- Born: March 26, 1874 New York City
- Died: June 29, 1961
- Education: George Washington University
- Occupations: Educator, academic administrator
- Mother: Mary Toles Peet

= Elizabeth Peet =

American educator and lecturer specializing in American Sign Language

Elizabeth Peet (March 26, 1874 – June 29, 1961) was an American educator of the deaf who taught at Gallaudet University for more than fifty years. Born to a deaf mother and a hearing father, Peet learned American Sign Language at an early age, and was a scholar in the history and etymology of ASL signs. She was described by U.S. Representative George P. Miller in 1950 as "a tiny lady who is considered the world's leading authority on sign language."

==Early life==

Elizabeth Peet was born in New York City on March 26, 1874. Peet grew up as a CODA (child of deaf adult), as her mother, poet Mary Toles Peet, was deaf and used American Sign Language (ASL) to communicate. Her father and grandfather were both educators of the deaf: her grandfather Harvey P. Peet served as the president of the New York Institution for the Deaf for decades, while her father Isaac Lewis Peet grew up on the campus and would later become president of the same institution. Elizabeth's parents met while Isaac was a teacher at the school and Mary was a student.
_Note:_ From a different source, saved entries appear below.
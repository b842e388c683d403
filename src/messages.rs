use serde::{Deserialize, Serialize};

use crate::events::SimEvent;
use crate::order_book::L2Snapshot;

pub type AgentId = u32;

/// Reserved sender id for kernel-generated wakeup messages.
pub const WAKEUP_SENDER: AgentId = 0;

#[derive(Debug, Clone, Copy, PartialEq, Eq, Hash, Serialize, Deserialize)]
pub enum MessageType {
    Wakeup,
    LimitOrder,
    MarketOrder,
    CancelOrder,
    ModifyOrder,
    QuerySpread,
    QueryLast,
    MarketData,
    OracleTick,
    OrderAccepted,
    OrderExecuted,
    OrderCancelled,
    OrderRejected,
}

impl MessageType {
    /// True for the message kinds that mutate the order book.
    pub fn is_order_mutation(self) -> bool {
        matches!(
            self,
            MessageType::LimitOrder
                | MessageType::MarketOrder
                | MessageType::CancelOrder
                | MessageType::ModifyOrder
        )
    }
}

#[derive(Debug, Clone, Copy, PartialEq, Eq, Hash, Serialize, Deserialize)]
pub enum Side {
    Buy,
    Sell,
}

impl Side {
    pub fn opposite(self) -> Side {
        match self {
            Side::Buy => Side::Sell,
            Side::Sell => Side::Buy,
        }
    }
}

/// Role of a counterparty in an execution: the aggressor whose arriving
/// order caused the trade, or the resting order it matched against.
#[derive(Debug, Clone, Copy, PartialEq, Eq, Serialize, Deserialize)]
pub enum TradeRole {
    Maker,
    Taker,
}

#[derive(Debug, Clone, Serialize, Deserialize)]
pub struct LimitOrderPayload {
    pub id: String,
    pub symbol: String,
    pub side: Side,
    /// Limit price in cents.
    pub price: u64,
    pub qty: u64,
}

#[derive(Debug, Clone, Serialize, Deserialize)]
pub struct MarketOrderPayload {
    pub side: Side,
    pub qty: u64,
}

#[derive(Debug, Clone, Serialize, Deserialize)]
pub struct CancelOrderPayload {
    pub id: String,
}

#[derive(Debug, Clone, Serialize, Deserialize)]
pub struct ModifyOrderPayload {
    pub id: String,
    pub price: Option<u64>,
    pub qty: Option<u64>,
}

#[derive(Debug, Clone, Serialize, Deserialize)]
pub struct OrderAcceptedPayload {
    pub order_id: String,
    pub symbol: Option<String>,
    pub side: Option<Side>,
    pub price: Option<u64>,
    pub qty: Option<u64>,
    /// Set when the accept answers a MODIFY_ORDER.
    pub replaced: bool,
}

#[derive(Debug, Clone, Serialize, Deserialize)]
pub struct OrderExecutedPayload {
    pub symbol: String,
    pub price: u64,
    pub qty: u64,
    pub role: TradeRole,
    /// Side of the execution from the recipient's viewpoint, i.e. the side
    /// of the order they placed.
    pub side_for_recipient: Side,
    /// Resting order id for makers, the taker's own order id for limit
    /// takers; absent for market-order takers.
    pub order_id: Option<String>,
}

#[derive(Debug, Clone, Serialize, Deserialize)]
pub struct OrderCancelledPayload {
    pub order_id: String,
    pub side: Side,
    pub price: u64,
    pub qty: u64,
}

#[derive(Debug, Clone, Serialize, Deserialize)]
pub struct OrderRejectedPayload {
    pub reason: String,
    pub ref_type: MessageType,
    /// The offending request payload, echoed back to the sender.
    pub reference: Box<MessagePayload>,
}

#[derive(Debug, Clone, Serialize, Deserialize)]
pub struct MarketDataPayload {
    pub symbol: String,
    pub snapshot: L2Snapshot,
}

#[derive(Debug, Clone, Serialize, Deserialize)]
pub struct OracleTickPayload {
    pub symbol: String,
    /// Fundamental value in cents.
    pub fundamental: u64,
}

#[derive(Debug, Clone, Serialize, Deserialize)]
pub enum MessagePayload {
    Empty,
    LimitOrder(LimitOrderPayload),
    MarketOrder(MarketOrderPayload),
    CancelOrder(CancelOrderPayload),
    ModifyOrder(ModifyOrderPayload),
    /// Request: snapshot depth. The reply reuses `MessageType::QuerySpread`
    /// with a `MarketData` payload.
    QuerySpread {
        depth: usize,
    },
    QueryLast,
    LastPrice {
        symbol: String,
        last: Option<u64>,
    },
    OrderAccepted(OrderAcceptedPayload),
    OrderExecuted(OrderExecutedPayload),
    OrderCancelled(OrderCancelledPayload),
    OrderRejected(OrderRejectedPayload),
    MarketData(MarketDataPayload),
    OracleTick(OracleTickPayload),
}

/// Core message type that flows through the kernel.
///
/// `at` is the virtual delivery time in nanoseconds; it is stamped once by
/// the kernel when the message is scheduled and never changes afterwards.
#[derive(Debug, Clone)]
pub struct Message {
    pub to: AgentId,
    pub from: AgentId,
    pub msg_type: MessageType,
    pub at: u64,
    pub payload: MessagePayload,
}

impl Message {
    pub fn new(
        to: AgentId,
        from: AgentId,
        msg_type: MessageType,
        at: u64,
        payload: MessagePayload,
    ) -> Self {
        Self {
            to,
            from,
            msg_type,
            at,
            payload,
        }
    }

    /// Helper constructor for a message with empty payload.
    pub fn new_empty(to: AgentId, from: AgentId, msg_type: MessageType, at: u64) -> Self {
        Self::new(to, from, msg_type, at, MessagePayload::Empty)
    }
}

/// Minimal interface that the kernel exposes to agents.
pub trait SimulatorApi {
    /// Return current simulation time in nanoseconds. Inside a delivery
    /// handler this is the delivered message's `at`; between deliveries it
    /// is the tick horizon.
    fn now_ns(&self) -> u64;

    /// Id of the agent designated as the exchange.
    fn exchange_id(&self) -> AgentId;

    /// Send a message from one agent to another through the latency model.
    fn send(&mut self, from: AgentId, to: AgentId, kind: MessageType, payload: MessagePayload) {
        self.send_delayed(from, to, kind, payload, 0);
    }

    /// Like `send`, with an additional fixed delay on top of the latency
    /// model's network and compute components.
    fn send_delayed(
        &mut self,
        from: AgentId,
        to: AgentId,
        kind: MessageType,
        payload: MessagePayload,
        extra_delay_ns: u64,
    );

    /// Schedule a wakeup for a specific agent at the given simulation time.
    /// Wakeups bypass the latency model.
    fn wakeup(&mut self, agent_id: AgentId, at_ns: u64);

    /// Broadcast a message from one agent to every other agent, each copy
    /// stamped with its own latency.
    fn broadcast(&mut self, from: AgentId, kind: MessageType, payload: MessagePayload) {
        self.broadcast_delayed(from, kind, payload, 0);
    }

    fn broadcast_delayed(
        &mut self,
        from: AgentId,
        kind: MessageType,
        payload: MessagePayload,
        extra_delay_ns: u64,
    );

    /// Publish an event on the kernel's event bus.
    fn emit_event(&mut self, event: SimEvent);
}
impl OrderBook {
    pub fn new(symbol: impl Into<String>) -> Self {
        Self {
            symbol: symbol.into(),
            bids: BTreeMap::new(),
            asks: BTreeMap::new(),
            index: HashMap::new(),
            last: None,
        }
    }

    pub fn symbol(&self) -> &str {
        &self.symbol
    }

    pub fn last(&self) -> Option<u64> {
        self.last
    }

    pub fn best_bid_price(&self) -> Option<u64> {
        self.bids.keys().next_back().copied()
    }

    pub fn best_ask_price(&self) -> Option<u64> {
        self.asks.keys().next().copied()
    }

    /// Insert a limit order on its side, then match while the book is
    /// crossed. Returns the executions generated, in match order.
    pub fn place_limit(&mut self, order: LimitOrder) -> Result<Vec<Execution>, BookError> {
        if self.index.contains_key(&order.id) {
            return Err(BookError::DuplicateOrder(order.id));
        }
        debug_assert!(order.price > 0 && order.qty > 0);

        self.index
            .insert(order.id.clone(), (order.side, order.price));
        self.side_levels_mut(order.side)
            .entry(order.price)
            .or_default()
            .push_back(order);

        Ok(self.run_match())
    }

    /// Sweep the opposite side at its best prices until `qty` is exhausted
    /// or that side is empty. Executions come out in the price-time order
    /// of the makers consumed.
    pub fn place_market(&mut self, agent: AgentId, side: Side, qty: u64) -> MarketFill {
        let mut remaining = qty;
        let mut executions = Vec::new();

        while remaining > 0 {
            let maker_side = side.opposite();
            let best = match maker_side {
                Side::Buy => self.best_bid_price(),
                Side::Sell => self.best_ask_price(),
            };
            let Some(price) = best else { break };

            let Some(top) = self
                .side_levels(maker_side)
                .get(&price)
                .and_then(|level| level.front())
            else {
                break;
            };
            let take = remaining.min(top.qty);
            executions.push(Execution {
                price,
                qty: take,
                maker: top.agent,
                taker: agent,
                maker_side,
                maker_order_id: top.id.clone(),
                taker_order_id: None,
            });

            self.last = Some(price);
            self.consume_top(maker_side, price, take);
            remaining -= take;
        }

        MarketFill {
            filled: qty - remaining,
            executions,
        }
    }

    /// Remove a resident order, returning it (former side/price/qty).
    pub fn cancel(&mut self, order_id: &str) -> Result<LimitOrder, BookError> {
        self.remove_order(order_id)
    }

    /// Mutate a resident order's price and/or quantity.
    ///
    /// - `qty` of 0 removes the order (cancel-equivalent).
    /// - A changed price resets `ts` to `now_ts` and requeues the order at
    ///   the back of its new level; the book is then re-matched, so a price
    ///   improvement may execute immediately.
    /// - An unchanged price preserves `ts` and queue position.
    ///
    /// Returns the mutated order as it stood after the mutation, plus any
    /// executions the re-match produced.
    pub fn modify(
        &mut self,
        order_id: &str,
        price: Option<u64>,
        qty: Option<u64>,
        now_ts: u64,
    ) -> Result<(LimitOrder, Vec<Execution>), BookError> {
        let (side, cur_price) = self
            .index
            .get(order_id)
            .copied()
            .ok_or_else(|| BookError::UnknownOrder(order_id.to_string()))?;

        if qty == Some(0) {
            let mut removed = self.remove_order(order_id)?;
            removed.qty = 0;
            return Ok((removed, Vec::new()));
        }

        let price_changed = price.is_some_and(|p| p != cur_price);
        if price_changed {
            let mut order = self.remove_order(order_id)?;
            order.price = price.unwrap_or(cur_price);
            order.ts = now_ts;
            if let Some(q) = qty {
                order.qty = q;
            }
            let mutated = order.clone();
            self.index
                .insert(order.id.clone(), (order.side, order.price));
            self.side_levels_mut(order.side)
                .entry(order.price)
                .or_default()
                .push_back(order);
            let executions = self.run_match();
            return Ok((mutated, executions));
        }

        // In-place quantity patch; ts and queue position survive.
        let level = self
            .side_levels_mut(side)
            .get_mut(&cur_price)
            .ok_or_else(|| BookError::UnknownOrder(order_id.to_string()))?;
        let order = level
            .iter_mut()
            .find(|o| o.id == order_id)
            .ok_or_else(|| BookError::UnknownOrder(order_id.to_string()))?;
        if let Some(q) = qty {
            order.qty = q;
        }
        Ok((order.clone(), Vec::new()))
    }

    /// Aggregated L2 levels per side, truncated to `depth`, plus `last`.
    pub fn snapshot(&self, depth: usize) -> L2Snapshot {
        let bids = self
            .bids
            .iter()
            .rev()
            .take(depth)
            .map(|(price, level)| (*price, level.iter().map(|o| o.qty).sum()))
            .collect();
        let asks = self
            .asks
            .iter()
            .take(depth)
            .map(|(price, level)| (*price, level.iter().map(|o| o.qty).sum()))
            .collect();
        L2Snapshot {
            bids,
            asks,
            last: self.last,
        }
    }

    /// All resident orders, best price first per side, optionally
    /// restricted to one agent.
    pub fn open_orders(&self, agent: Option<AgentId>) -> Vec<LimitOrder> {
        let matches = |o: &&LimitOrder| agent.map_or(true, |a| o.agent == a);
        let mut out: Vec<LimitOrder> = self
            .bids
            .iter()
            .rev()
            .flat_map(|(_, level)| level.iter())
            .filter(matches)
            .cloned()
            .collect();
        out.extend(
            self.asks
                .iter()
                .flat_map(|(_, level)| level.iter())
                .filter(matches)
                .cloned(),
        );
        out
    }

    pub fn order_count(&self) -> usize {
        self.index.len()
    }

    fn side_levels(&self, side: Side) -> &BTreeMap<u64, VecDeque<LimitOrder>> {
        match side {
            Side::Buy => &self.bids,
            Side::Sell => &self.asks,
        }
    }

    fn side_levels_mut(&mut self, side: Side) -> &mut BTreeMap<u64, VecDeque<LimitOrder>> {
        match side {
            Side::Buy => &mut self.bids,
            Side::Sell => &mut self.asks,
        }
    }

    /// Greedy match loop: while the book is crossed, trade the two tops at
    /// the timestamp-earlier order's price.
    fn run_match(&mut self) -> Vec<Execution> {
        let mut executions = Vec::new();

        loop {
            let (Some(bid_price), Some(ask_price)) =
                (self.best_bid_price(), self.best_ask_price())
            else {
                break;
            };
            if bid_price < ask_price {
                break;
            }

            let (Some(bid), Some(ask)) = (
                self.bids.get(&bid_price).and_then(|l| l.front()),
                self.asks.get(&ask_price).and_then(|l| l.front()),
            ) else {
                break;
            };

            // The resting (earlier-ts) order sets the price; ties go to the
            // bid.
            let bid_is_maker = bid.ts <= ask.ts;
            let price = if bid_is_maker { bid.price } else { ask.price };
            let qty = bid.qty.min(ask.qty);
            let (maker, taker) = if bid_is_maker {
                (bid, ask)
            } else {
                (ask, bid)
            };
            executions.push(Execution {
                price,
                qty,
                maker: maker.agent,
                taker: taker.agent,
                maker_side: maker.side,
                maker_order_id: maker.id.clone(),
                taker_order_id: Some(taker.id.clone()),
            });

            self.last = Some(price);
            self.consume_top(Side::Buy, bid_price, qty);
            self.consume_top(Side::Sell, ask_price, qty);
        }

        if let (Some(b), Some(a)) = (self.best_bid_price(), self.best_ask_price()) {
            assert!(
                b < a,
                "[OrderBook] crossed book after match: bid {b} >= ask {a}"
            );
        }
        executions
    }

    /// Decrement the top order of a level by `qty`, dropping it (and the
    /// level) when exhausted.
    fn consume_top(&mut self, side: Side, price: u64, qty: u64) {
        let levels = self.side_levels_mut(side);
        let Some(level) = levels.get_mut(&price) else {
            return;
        };
        let mut filled_id = None;
        if let Some(top) = level.front_mut() {
            top.qty = top.qty.saturating_sub(qty);
            if top.qty == 0 {
                filled_id = level.pop_front().map(|o| o.id);
            }
        }
        if level.is_empty() {
            levels.remove(&price);
        }
        if let Some(id) = filled_id {
            self.index.remove(&id);
        }
    }

    fn remove_order(&mut self, order_id: &str) -> Result<LimitOrder, BookError> {
        let (side, price) = self
            .index
            .remove(order_id)
            .ok_or_else(|| BookError::UnknownOrder(order_id.to_string()))?;
        let levels = self.side_levels_mut(side);
        let Some(level) = levels.get_mut(&price) else {
            return Err(BookError::UnknownOrder(order_id.to_string()));
        };
        let Some(pos) = level.iter().position(|o| o.id == order_id) else {
            return Err(BookError::UnknownOrder(order_id.to_string()));
        };
        let order = level.remove(pos).expect("position was just located");
        if level.is_empty() {
            levels.remove(&price);
        }
        Ok(order)
    }
}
Elizabeth learned to sign at a young age and had a close relationship with her mother. She attended private schools and was tutored in Latin by her father.
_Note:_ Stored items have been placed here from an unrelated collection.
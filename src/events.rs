//! In-process publish-subscribe layer on the kernel.
//!
//! Observers that are not agents (CSV sinks, gateways, renderers) subscribe
//! here. Emission is synchronous and single-threaded; listeners must not
//! block and must not call back into the kernel.

use serde::Serialize;

use crate::messages::{AgentId, MessageType, Side};
use crate::order_book::L2Snapshot;

#[derive(Debug, Clone, PartialEq, Serialize)]
pub enum SimEvent {
    /// One per match produced by the book.
    Trade {
        ts: u64,
        symbol: String,
        price: u64,
        qty: u64,
        maker_agent: AgentId,
        taker_agent: AgentId,
        maker_side: Side,
    },

    /// Order-mutating message handed to the kernel, recorded at send time,
    /// before any delivery.
    OrderLog {
        ts: u64,
        from: AgentId,
        to: AgentId,
        msg_type: MessageType,
        symbol: Option<String>,
        side: Option<Side>,
        price: Option<u64>,
        qty: Option<u64>,
        order_id: Option<String>,
    },

    /// Validation or liquidity failure surfaced by the exchange.
    OrderRejected {
        ts: u64,
        agent: AgentId,
        reason: String,
        ref_type: MessageType,
    },

    /// Depth snapshot published by the exchange.
    MarketData {
        ts: u64,
        symbol: String,
        snapshot: L2Snapshot,
    },

    /// Fundamental-value update from an oracle.
    OracleTick {
        ts: u64,
        symbol: String,
        fundamental: u64,
    },
}

#[derive(Debug, Clone, Copy, PartialEq, Eq, Hash)]
pub enum EventKind {
    Trade,
    OrderLog,
    OrderRejected,
    MarketData,
    OracleTick,
}

impl SimEvent {
    pub fn kind(&self) -> EventKind {
        match self {
            SimEvent::Trade { .. } => EventKind::Trade,
            SimEvent::OrderLog { .. } => EventKind::OrderLog,
            SimEvent::OrderRejected { .. } => EventKind::OrderRejected,
            SimEvent::MarketData { .. } => EventKind::MarketData,
            SimEvent::OracleTick { .. } => EventKind::OracleTick,
        }
    }
}

pub trait EventListener {
    fn on_event(&mut self, event: &SimEvent);
}

/// Token returned by `subscribe`; pass back to `unsubscribe`.
#[derive(Debug, Clone, Copy, PartialEq, Eq)]
pub struct SubscriberId(u64);

struct Subscription {
    id: SubscriberId,
    filter: Option<EventKind>,
    listener: Box<dyn EventListener>,
}

pub struct EventBus {
    subscriptions: Vec<Subscription>,
    next_id: u64,
}

impl EventBus {
    pub fn new() -> Self {
        Self {
            subscriptions: Vec::new(),
            next_id: 0,
        }
    }

    /// Subscribe a listener to one event kind.
    pub fn subscribe(&mut self, kind: EventKind, listener: Box<dyn EventListener>) -> SubscriberId {
        self.add(Some(kind), listener)
    }

    /// Subscribe a listener to every event kind.
    pub fn subscribe_all(&mut self, listener: Box<dyn EventListener>) -> SubscriberId {
        self.add(None, listener)
    }

    fn add(&mut self, filter: Option<EventKind>, listener: Box<dyn EventListener>) -> SubscriberId {
        let id = SubscriberId(self.next_id);
        self.next_id += 1;
        self.subscriptions.push(Subscription {
            id,
            filter,
            listener,
        });
        id
    }

    /// Remove a subscription; returns false if the token is unknown.
    pub fn unsubscribe(&mut self, id: SubscriberId) -> bool {
        let before = self.subscriptions.len();
        self.subscriptions.retain(|s| s.id != id);
        self.subscriptions.len() != before
    }

    /// Deliver an event to every matching listener, in subscription order.
    pub fn emit(&mut self, event: SimEvent) {
        let kind = event.kind();
        for sub in self.subscriptions.iter_mut() {
            if sub.filter.map_or(true, |f| f == kind) {
                sub.listener.on_event(&event);
            }
        }
    }

    pub fn listener_count(&self) -> usize {
        self.subscriptions.len()
    }
}

impl Default for EventBus {
    fn default() -> Self {
        Self::new()
    }
}

#[cfg(test)]
mod tests {
    use super::*;
    use std::cell::RefCell;
    use std::rc::Rc;

    struct Recorder {
        seen: Rc<RefCell<Vec<EventKind>>>,
    }

    impl EventListener for Recorder {
        fn on_event(&mut self, event: &SimEvent) {
            self.seen.borrow_mut().push(event.kind());
        }
    }

    fn trade_event() -> SimEvent {
        SimEvent::Trade {
            ts: 1,
            symbol: "ACME".into(),
            price: 100,
            qty: 1,
            maker_agent: 2,
            taker_agent: 3,
            maker_side: Side::Sell,
        }
    }

    fn oracle_event() -> SimEvent {
        SimEvent::OracleTick {
            ts: 1,
            symbol: "ACME".into(),
            fundamental: 100,
        }
    }

    #[test]
    fn filtered_subscription_only_sees_its_kind() {
        let seen = Rc::new(RefCell::new(Vec::new()));
        let mut bus = EventBus::new();
        bus.subscribe(EventKind::Trade, Box::new(Recorder { seen: seen.clone() }));

        bus.emit(oracle_event());
        bus.emit(trade_event());

        assert_eq!(&*seen.borrow(), &[EventKind::Trade]);
    }

    #[test]
    fn subscribe_all_sees_everything() {
        let seen = Rc::new(RefCell::new(Vec::new()));
        let mut bus = EventBus::new();
        bus.subscribe_all(Box::new(Recorder { seen: seen.clone() }));

        bus.emit(oracle_event());
        bus.emit(trade_event());

        assert_eq!(&*seen.borrow(), &[EventKind::OracleTick, EventKind::Trade]);
    }

    #[test]
    fn unsubscribe_stops_delivery() {
        let seen = Rc::new(RefCell::new(Vec::new()));
        let mut bus = EventBus::new();
        let id = bus.subscribe_all(Box::new(Recorder { seen: seen.clone() }));

        bus.emit(trade_event());
        assert!(bus.unsubscribe(id));
        bus.emit(trade_event());

        assert_eq!(seen.borrow().len(), 1);
        assert!(!bus.unsubscribe(id));
    }
}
At age sixteen Peet passed the entrance exam for Harvard University but decided to travel with her father as his personal secretary.

==Career==

After the death of her father in December 1898, Peet joined the Rhode Island School for the Deaf as a teacher in training. In the spring of 1900 Edward Miner Gallaudet traveled to Rhode Island to ask Peet to join the faculty at Gallaudet, although she did not have an academic degree at the time. She was the first woman to have a faculty position at the school.
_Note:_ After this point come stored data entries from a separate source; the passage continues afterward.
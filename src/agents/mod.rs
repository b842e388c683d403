use crate::messages::{AgentId, Message, SimulatorApi};

pub mod exchange_agent;
pub mod human_agent;
pub mod market_maker_agent;
pub mod momentum_trader_agent;
pub mod noise_trader_agent;
pub mod oracle_agent;

pub use exchange_agent::{ExchangeAgent, ExchangeConfig};
pub use human_agent::{HumanAgent, HumanCommand, HumanResponse};
pub use market_maker_agent::{MarketMakerAgent, MarketMakerConfig};
pub use momentum_trader_agent::{MomentumTraderAgent, MomentumTraderConfig};
pub use noise_trader_agent::{NoiseTraderAgent, NoiseTraderConfig};
pub use oracle_agent::{OracleAgent, OracleConfig};

/// Runtime contract every simulation participant satisfies.
///
/// The kernel invokes `on_attach` once at registration, `on_start` /
/// `on_stop` at lifecycle edges, `on_wakeup` for its own scheduled wakeups
/// and `on_message` for everything else. Agents own their private state and
/// any PRNG they use; they interact with the world only through the
/// `SimulatorApi` handle they are given.
pub trait Agent {
    fn id(&self) -> AgentId;
    fn name(&self) -> &str;
    fn on_attach(&mut self, _sim: &mut dyn SimulatorApi) {}
    fn on_start(&mut self, _sim: &mut dyn SimulatorApi) {}
    fn on_stop(&mut self, _sim: &mut dyn SimulatorApi) {}
    fn on_wakeup(&mut self, _sim: &mut dyn SimulatorApi, _now_ns: u64) {}
    fn on_message(&mut self, _sim: &mut dyn SimulatorApi, _msg: &Message) {}
}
Peet taught multiple subjects, including English, Latin, and French, as well as sign language to hearing students and faculty. She also frequently served as an interpreter.

While teaching at Gallaudet, she earned a Bachelor of Arts degree from George Washington University in 1918. She would be awarded two honorary degrees: a Masters of Arts from Gallaudet in 1923 and an honorary Doctor of Pedagogy from George Washington University in 1937. Peet also spent time studying at the Sorbonne and was awarded the Certificat apres Examen, Cours speciaux d'Ete in 1932.

In 1928 Peet was named Dean of Women at Gallaudet; she held that position until her retirement in 1951, succeeded by Elizabeth English Benson. Peet was elected as the Dean of the Midcentury by the National Association of Deans of Women. She also served as the assistant editor of the American Annals of the Deaf from 1942 to 1945.

==Death and legacy==

The Elizabeth Peet Residence Hall was dedicated in 1956, five years after her retirement. Peet died on June 29, 1961. She was inducted into the Gallaudet University Hall of Fame.

The Elizabeth Peet Award is given annually to an outstanding graduate student in school psychology at Gallaudet.